What are Funko Pops? Well, you likely already know what they are. But for those who have been living under a rock or who have never walked into a store that sells comics, books, or video games, let me help. Funko Pops (often just called Pops) are small vinyl figures with big heads. Most of the figures are designed to look like various characters from pop culture, like Batman, Freddy Kreuger, Darth Vader, etc. Some folks love ‘em, others hate ‘em, and plenty of people just don’t think about them at all because my god the world is a mess these days and I don’t really have the energy in me anymore to judge people who like silly pop culture collectibles.
Anyway, one of the rarest Pops out there is a Willy Wonka-themed pack that contains two golden figures. In 2016, only 10 of these figures were ever given out, and only four of those were given to people who also had golden tickets they’d found inside candy bars at a San Diego Comic-Con event. (The other six sets are believed to have been given to friends or employees of Funko.) Since then, most of the sets have been locked up in private collections, so only two that also include tickets are known about.
After trying and failing to track down the other Willy Wonka golden ticket Pops package that is known to exist, Frank — better known as Grailmonster online — decided to reach out to the one person he knew for sure had one. So last month, Grailmonster reached out to the collector who had one of these very rare golden ticket figures and asked if they were interested in selling it.
“I had heard for a while that he wasn’t going to sell it,” Grailmonster told Kotaku via email, “Our mutual friends kinda put it in my ear that he might let it go if I offered him $US100 ($139),000.”

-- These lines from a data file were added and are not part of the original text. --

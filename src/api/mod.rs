//! Remote content API
//!
//! The release flow reads and writes repository content on the hosting
//! service without a local checkout: raw file reads, multi-file commits,
//! tag creation. Everything goes through the [`ContentApi`] trait so the
//! flow can run against an in-process fake in tests.

mod client;

pub use client::HttpClient;

use chrono::{DateTime, Utc};
use serde::{Deserialize, Serialize};

use crate::core::error::ApiError;

/// One file operation inside a commit payload.
#[derive(Debug, Clone, Serialize)]
pub struct FileAction {
  pub action: FileActionKind,
  pub file_path: String,
  pub content: String,
}

#[derive(Debug, Clone, Copy, PartialEq, Eq, Serialize)]
#[serde(rename_all = "lowercase")]
pub enum FileActionKind {
  Create,
  Update,
}

impl FileAction {
  pub fn update(file_path: impl Into<String>, content: impl Into<String>) -> Self {
    FileAction {
      action: FileActionKind::Update,
      file_path: file_path.into(),
      content: content.into(),
    }
  }
}

/// A commit as returned by the service.
#[derive(Debug, Clone, Deserialize)]
pub struct ApiCommit {
  pub id: String,
  pub created_at: DateTime<Utc>,
}

/// A tag as returned by the service.
#[derive(Debug, Clone, Deserialize)]
pub struct ApiTag {
  pub name: String,
  #[serde(default)]
  pub message: Option<String>,
}

/// A branch or tag ref containing a given commit.
#[derive(Debug, Clone, Deserialize)]
pub struct RefInfo {
  #[serde(rename = "type")]
  pub ref_type: String,
  pub name: String,
}

impl RefInfo {
  pub fn is_tag(&self) -> bool {
    self.ref_type == "tag"
  }
}

/// Repository content operations against a hosting service.
///
/// `Sync` so a single client can serve parallel component reads.
pub trait ContentApi: Sync {
  /// Raw contents of `file` in `project` at `ref`.
  fn file_contents(&self, project: &str, file: &str, reference: &str) -> Result<String, ApiError>;

  /// Create one commit on `branch` applying all `actions` atomically.
  fn create_commit(
    &self,
    project: &str,
    branch: &str,
    message: &str,
    actions: &[FileAction],
  ) -> Result<ApiCommit, ApiError>;

  /// Create a tag pointing at `ref`.
  fn create_tag(
    &self,
    project: &str,
    tag: &str,
    reference: &str,
    message: &str,
  ) -> Result<ApiTag, ApiError>;

  /// Look up a single commit by SHA or ref name.
  fn commit(&self, project: &str, reference: &str) -> Result<ApiCommit, ApiError>;

  /// Branches and tags containing `sha`.
  fn commit_refs(&self, project: &str, sha: &str) -> Result<Vec<RefInfo>, ApiError>;
}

It took some convincing, but eventually, the two agreed on a deal, with the collector selling his rare figures for $US100k in cash. Still, even after the deal was agreed upon, Grailmonster wasn’t sure the collector would really part with such a rare figure.

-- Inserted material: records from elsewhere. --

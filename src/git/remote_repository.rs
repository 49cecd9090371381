//! Local working copy of one upstream project and its named remotes
//!
//! The working copy is ephemeral: it is wiped at construction, cloned on
//! first use, and discardable at any point afterwards. No state is implied
//! by its survival to the next run. The first configured remote is the
//! canonical one; it backs the initial clone and is the reference point for
//! the consistency check in [`RemoteRepository::verify_sync`].

use crate::core::context::RunContext;
use crate::core::error::{GitError, TrainError, TrainResult, ResultExt};
use log::{trace, warn};
use std::path::{Path, PathBuf};
use std::process::Command;

/// A named remote
#[derive(Debug, Clone)]
pub struct Remote {
  pub name: String,
  pub url: String,
}

/// Captured result of one git subprocess invocation
#[derive(Debug)]
pub struct GitOutput {
  pub stdout: String,
  pub stderr: String,
  pub success: bool,
}

impl GitOutput {
  /// Combined stdout and stderr for diagnostics
  pub fn combined(&self) -> String {
    if self.stderr.is_empty() {
      self.stdout.clone()
    } else if self.stdout.is_empty() {
      self.stderr.clone()
    } else {
      format!("{}\n{}", self.stdout, self.stderr)
    }
  }
}

/// Retryable, side-effect-explicit interface over a local git working copy.
pub struct RemoteRepository {
  pub(crate) path: PathBuf,
  pub(crate) remotes: Vec<Remote>,
  pub(crate) global_depth: Option<u32>,
  pub(crate) dry_run: bool,
}

impl RemoteRepository {
  /// Open a working copy at an explicit path.
  ///
  /// Any existing directory at `path` is removed first: the working copy is
  /// exclusive to this run and nothing from an earlier run may leak into it.
  pub fn new(
    path: &Path,
    remotes: &[(String, String)],
    global_depth: Option<u32>,
    ctx: &RunContext,
  ) -> TrainResult<Self> {
    if remotes.is_empty() {
      return Err(TrainError::message("At least one remote is required"));
    }

    if ctx.dry_run {
      warn!("Pushes will be ignored because this is a dry run");
    }

    let repository = Self {
      path: path.to_path_buf(),
      remotes: remotes
        .iter()
        .map(|(name, url)| Remote {
          name: name.clone(),
          url: url.clone(),
        })
        .collect(),
      global_depth,
      dry_run: ctx.dry_run,
    };

    repository.cleanup()?;
    repository.init_remotes()?;

    Ok(repository)
  }

  pub fn path(&self) -> &Path {
    &self.path
  }

  pub fn remotes(&self) -> &[Remote] {
    &self.remotes
  }

  /// The reference copy for consistency checks (first configured remote)
  pub fn canonical_remote(&self) -> &Remote {
    &self.remotes[0]
  }

  /// Remove the working copy. Safe to call repeatedly; runs on both the
  /// success and failure paths of a release.
  pub fn cleanup(&self) -> TrainResult<()> {
    if self.path.exists() {
      trace!("Removing working copy at {}", self.path.display());
      std::fs::remove_dir_all(&self.path).with_context(|| format!("Failed to remove {}", self.path.display()))?;
    }

    Ok(())
  }

  /// Clone the canonical remote, then register the other remotes.
  fn init_remotes(&self) -> TrainResult<()> {
    self.ensure_repo_exists()?;

    for remote in self.remotes.iter().skip(1) {
      let output = self.run_git(&["remote", "add", &remote.name, &remote.url])?;
      if !output.success && !output.stderr.contains("already exists") {
        return Err(
          GitError::CommandFailed {
            command: format!("git remote add {}", remote.name),
            output: output.combined(),
          }
          .into(),
        );
      }
    }

    Ok(())
  }

  /// Clone on demand: a shallow, single-origin clone of the canonical remote.
  fn ensure_repo_exists(&self) -> TrainResult<()> {
    if self.path.join(".git").is_dir() {
      return Ok(());
    }

    let canonical = self.canonical_remote();
    let mut args: Vec<String> = vec!["clone".into(), "--quiet".into()];
    if let Some(depth) = self.global_depth {
      args.push(format!("--depth={}", depth));
    }
    args.push("--origin".into());
    args.push(canonical.name.clone());
    args.push(canonical.url.clone());
    args.push(self.path.display().to_string());

    let arg_refs: Vec<&str> = args.iter().map(String::as_str).collect();
    let output = run_git_at(None, &arg_refs)?;

    if !output.success {
      return Err(
        GitError::CannotClone {
          url: canonical.url.clone(),
          output: output.combined(),
        }
        .into(),
      );
    }

    Ok(())
  }

  /// Run git inside the working copy, cloning it first if necessary.
  pub(crate) fn run_git(&self, args: &[&str]) -> TrainResult<GitOutput> {
    self.ensure_repo_exists()?;
    run_git_at(Some(&self.path), args)
  }
}

/// Execute one git command with an isolated environment.
///
/// - Passes arguments as a vector, never as a shell string
/// - Clears environment variables, whitelisting PATH, HOME, and GIT_*
/// - Supplies a fallback committer identity for bare CI runners
/// - Forces safe configuration regardless of user config
fn run_git_at(dir: Option<&Path>, args: &[&str]) -> TrainResult<GitOutput> {
  let mut cmd = Command::new("git");

  if let Some(dir) = dir {
    cmd.arg("-C").arg(dir);
  }

  cmd.env_clear();
  for (key, value) in std::env::vars() {
    if key == "PATH" || key == "HOME" || key.starts_with("GIT_") {
      cmd.env(key, value);
    }
  }
  if std::env::var("GIT_COMMITTER_NAME").is_err() {
    cmd.env("GIT_COMMITTER_NAME", "release-train");
    cmd.env("GIT_COMMITTER_EMAIL", "release-train@invalid");
    cmd.env("GIT_AUTHOR_NAME", "release-train");
    cmd.env("GIT_AUTHOR_EMAIL", "release-train@invalid");
  }

  cmd.arg("-c").arg("protocol.version=2");
  cmd.arg("-c").arg("advice.detachedHead=false");
  cmd.arg("-c").arg("core.quotePath=false");
  // Divergent pulls must merge (and surface conflicts), never rebase
  cmd.arg("-c").arg("pull.rebase=false");

  cmd.args(args);

  trace!("git {}", args.join(" "));

  let output = cmd.output().context(format!("Failed to execute git {}", args.first().unwrap_or(&"")))?;

  Ok(GitOutput {
    stdout: String::from_utf8_lossy(&output.stdout).into_owned(),
    stderr: String::from_utf8_lossy(&output.stderr).into_owned(),
    success: output.status.success(),
  })
}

“I didn’t actually think he would sell until he walked through the door on the morning of the transaction.”
The two Funko Pop lovers met up at a collectibles store in Glendale, California on May 5 to complete the transaction. The entire thing was recorded and then uploaded to Grailmonster’s YouTube channel. According to him and other members of the Pop collecting community, this is the biggest and most expensive such deal ever.

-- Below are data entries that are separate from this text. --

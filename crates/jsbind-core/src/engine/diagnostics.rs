//! Recover structured messages from esbuild's terminal log output.
//!
//! With `--color=false` esbuild writes diagnostics to stderr as blocks:
//!
//! ```text
//! ✘ [ERROR] Expected "(" but found ";"
//!
//!     <stdin>:1:9:
//!       1 │ function (;
//!         ╵          ^
//!
//!   A note attached to the error.
//!
//! 1 error
//! ```
//!
//! A header line (`✘ [ERROR]`, `X [ERROR]` on terminals without Unicode, or
//! `▲ [WARNING]`) opens a message. Inside the block, a 4-space-indented
//! `file:line:col:` line is a location, `N │ text` is the offending source
//! line, and 2-space-indented text is a note (later locations attach to the
//! most recent note). Any other unindented line (the `1 error` summary)
//! closes the block.

use crate::message::{Location, Message, Note};

/// Messages recovered from one esbuild run.
#[derive(Debug, Clone, Default, PartialEq, Eq)]
pub struct Diagnostics {
    pub errors: Vec<Message>,
    pub warnings: Vec<Message>,
}

#[derive(Debug, Clone, Copy)]
enum Severity {
    Error,
    Warning,
}

/// Parse esbuild's stderr into errors and warnings.
///
/// Lines outside any message block are ignored, so unrelated output (a
/// panic trace, a shell warning) yields no messages rather than garbage.
pub fn parse(stderr: &str) -> Diagnostics {
    let mut out = Diagnostics::default();
    let mut current: Option<(Severity, Message)> = None;

    for line in stderr.lines() {
        if let Some((severity, text)) = parse_header(line) {
            push(&mut out, current.take());
            current = Some((severity, header_message(text)));
            continue;
        }

        let trimmed = line.trim();
        if trimmed.is_empty() {
            continue;
        }
        let Some((_, message)) = current.as_mut() else {
            continue;
        };

        if !line.starts_with(' ') {
            push(&mut out, current.take());
            continue;
        }

        if let Some(location) = parse_location(trimmed) {
            match message.notes.last_mut() {
                Some(note) if note.location.is_none() => note.location = Some(location),
                Some(_) => {}
                None if message.location.is_none() => message.location = Some(location),
                None => {}
            }
        } else if let Some(text) = parse_source_line(trimmed) {
            let target = match message.notes.last_mut() {
                Some(note) => note.location.as_mut(),
                None => message.location.as_mut(),
            };
            if let Some(location) = target {
                if location.line_text.is_empty() {
                    location.line_text = text.to_string();
                }
            }
        } else if is_note_line(line) {
            message.notes.push(Note {
                text: trimmed.to_string(),
                location: None,
            });
        }
    }

    push(&mut out, current);
    out
}

fn push(out: &mut Diagnostics, finished: Option<(Severity, Message)>) {
    match finished {
        Some((Severity::Error, message)) => out.errors.push(message),
        Some((Severity::Warning, message)) => out.warnings.push(message),
        None => {}
    }
}

fn parse_header(line: &str) -> Option<(Severity, &str)> {
    if let Some(rest) = line
        .strip_prefix("✘ [ERROR] ")
        .or_else(|| line.strip_prefix("X [ERROR] "))
    {
        return Some((Severity::Error, rest));
    }
    line.strip_prefix("▲ [WARNING] ")
        .map(|rest| (Severity::Warning, rest))
}

/// Split `[plugin name] text [message-id]` into its parts.
fn header_message(text: &str) -> Message {
    let mut message = Message::default();
    let mut text = text.trim();

    if let Some(rest) = text.strip_prefix("[plugin ") {
        if let Some((name, after)) = rest.split_once("] ") {
            message.plugin_name = name.to_string();
            text = after;
        }
    }

    if let Some(body) = text.strip_suffix(']') {
        if let Some((before, id)) = body.rsplit_once(" [") {
            let is_id = !id.is_empty()
                && id
                    .chars()
                    .all(|c| c.is_ascii_lowercase() || c.is_ascii_digit() || c == '-');
            if is_id {
                message.id = id.to_string();
                text = before;
            }
        }
    }

    message.text = text.to_string();
    message
}

/// `path/to/file.ts:12:4:` → location. The path itself may contain colons.
fn parse_location(trimmed: &str) -> Option<Location> {
    let body = trimmed.strip_suffix(':')?;
    let mut parts = body.rsplitn(3, ':');
    let column = parts.next()?.parse::<u32>().ok()?;
    let line = parts.next()?.parse::<u32>().ok()?;
    let file = parts.next().filter(|f| !f.is_empty())?;
    Some(Location::new(file, line, column))
}

/// `12 │ const x = 1` → `const x = 1`.
fn parse_source_line(trimmed: &str) -> Option<&str> {
    let (number, text) = trimmed.split_once('│')?;
    let number = number.trim();
    if number.is_empty() || !number.chars().all(|c| c.is_ascii_digit()) {
        return None;
    }
    Some(text.strip_prefix(' ').unwrap_or(text))
}

/// Notes sit at exactly two spaces of indentation; locations and source
/// excerpts are indented further.
fn is_note_line(line: &str) -> bool {
    line.starts_with("  ") && !line[2..].starts_with(' ')
}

Grailmonster is very aware that many people, probably a lot of you reading this right now, will call him an idiot or stupid. He explained to me that as he and others were counting all the cash in the store and preparing for the exchange, he joked that he would be “the village idiot” online after this. But there is also a feeling among him and many other Pop collectors that the community will soon experience a Pokémon-like explosion of money and popularity.
“I’m sure the first $US100k Pokémon card purchase looked really stupid,” Grailmonster explained. “And the first $US10k comic book buy, etc. It’s all relative.”
He hopes that this transaction will help bring in new collectors while also shining a light on how “insane” the world of private collectors around Funko Pops has gotten in recent years, where folks will drop $US20k on Pops based solely on rumours and blurry photos.
“The private [Funko Pop] community is truly like the Wild West,” said Grailmonster. “There really isn’t a resource for secondary market sales, so everyone relies on each other to complete large transactions. There is serious money flying around.”
As for what he plans to do now after spending so much money on these two rare figures, Grailmonster joked with Kotaku that he’s going to “stare at it” for a long time.
“I have it sitting in the middle of my dining room table like a giddy bitch,” admitted Grailmonster. “I’m going to hold it for as long as I can.”
Of course, I asked him what he would say to folks who, understandably, find it very odd or even idiotic to spend this much cash on plastic toys. To him, the hobby is more than just toys, and while he understands some folks won’t get it, to him, that’s a normal part of collecting anything.
“No one is supposed to understand it. I truly enjoy it more than any hobby I’ve ever had,” he explained. “I love the lore around the rare pieces. Pieces like Clockwork Orange, Freddy Venom, Beatles reject set, etc. have such fascinating stories behind them. There are pieces out there that are so rare that there’s no accounts of them being seen and only a handful of photos exist (Pope, Woody & Buzz 2-pack, etc).”
“As far as I’m concerned, I’m not buying toys, I’m chasing stories.”